A primeira exatamente eu não me lembro, mas rabisco muito desde pirralho. Gostava de inventar coisas, passava horas desenhando novos modelos de tênis, carros e outras bugingangas. Depois tive uma fase de inventar joguinho de luta. Criava os personagens, a trama, os golpes e tudo mais. Lembro até de uma espécie de livrinho ilustrado com uma aventura de uma turminha numa gincana da escola.

O que você costuma ler de quadrinhos?

Eu leio de tudo um pouco. De super-heróis, mangás e Turma da Mônica a graphic novels, revistas independentes e tirinhas de humor. Meus autores prediletos são Will Eisner, Osamu Tesuka, Alan Moore, e muitos outros. Minhas leituras recentes que eu recomendo são Retalhos (Craig Thompson), O Chinês Americano (Gene Yung), Sábados dos meus amores (Marcelo Quintanilha), Nova York, a vida na grande cidade (Will Eisner), Macanudos (Liniers) e Chibata! (Hemetério e Olindo Gadelha).

Quando você começou a desenhar profissionalmente?

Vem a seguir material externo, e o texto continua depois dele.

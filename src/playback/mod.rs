//! Playback coordination
//!
//! - Carousel: featured selection and auto-advance schedule
//! - Tracker: resume position and periodic progress persistence
//! - Session: side effects of an explicit Play
//! - Player: mpv/VLC launch and progress reporting

pub mod carousel;
pub mod player;
pub mod session;
pub mod tracker;

pub use carousel::{select_featured, AutoAdvance, Carousel};
pub use player::{LocalPlayer, PlayerError, PlayerHandle, PlayerType};
pub use tracker::{PlaybackEvent, PlaybackTracker};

Meu primeiro trabalho de ilustração foi para o Plenarinho, site infantil da Câmara dos Deputados, em 2004, ainda na época da faculdade, a convite de um amigo de classe que já começava a montar seu próprio escritório na época. Desde então, não parei mais.

Nessa primeira edição de EntreQuadros, uma das histórias é inspirada em uma música – A Mais Bonita, de Chico Buarque – e outra em um conto. Como é o seu processo de criação?

A inspiração vem dos lugares mais variados. Pode ser uma situação que vivi, alguma notícia que li, uma música que escutei, um conto que deu vontade de adaptar, enfim, não tem uma única fonte específica. Tendo a ideia básica, que às vezes demora bastante tempo pra ser maturada,  escrevo o roteiro e faço uma decupagem inicial rabiscando uma miniatura de cada página que parece um hieróglifo que só eu entendo.

As histórias desse número são bem mais poéticas. Já pensou em desenhar algo mais mainstream como histórias de super-heróis?

Creio que todo desenhista na sua infância e adolescência já sonhou desenhar pra Marvel, DC ou Turma da Mônica. Eu não sou exceção. Eu leio coisas do mainstream, mas só quando tem autores que eu gosto. Leio o Capitão América e Demolidor mais pela qualidade do trabalho que vem sendo feito do que pelos personagens em si, por exemplo. Adoro Homem-Aranha e X-men, mas tirando a fase do [Joss] Whedon e do [ [John] Cassaday, alguns arcos do [Grant] Morrison nos Novos X-men e o arco do Wolwerine do [Mark] Millar e John Romita Jr. Não vi mais nada que prestasse com esses personagens. Hoje em dia acho que minha linha de trabalho não é muito a praia do mainstream, mas não descartaria a possibilidade se pudesse desenvolver um trabalho de qualidade e com certa liberdade artística.

Quais são seus projetos futuros?

Por hora eu estou divulgando a EntreQuadros e estou em um projeto com o Estevão Ribeiro chamado Pequenos Heróis. É uma espécie de homenagem a alguns personagens clássicos com histórias de crianças comuns que passam por situações heróicas. No primeiro volume será um tributo aos personagens da DC Comics. A história que eu desenhei homenageia o Super-Homem. O Vitor Caffagi fez uma sobre o Flash, o Raphael Salimena sobre o Lanterna Verde, o Ricardo Leite e a Dandi sobre o Caçador de Marte, a Fernanda Chiella sobre a Mulher Maravilha, o Jaum sobre o Aquaman, o Emerson Lopes sobre o Batman e o Leonardo Finocchi sobre a Canário Negro. Além de desenhar, eu também estou co-editando o álbum que tem previsão de lançamento para o segundo semestre deste ano. Além disso estou trabalhando no roteiro de uma história mais extensa que vou inscrever no edital de publicação de quadrinhos da prefeitura de São Paulo. Mesmo que não seja selecionada lá eu publicarei a história de alguma outra forma, seja em capítulos nas próximas EntreQuadros ou em forma de livro por alguma editora. Também continuo publicando minhas tirinhas semanalmente no portal TopBlog.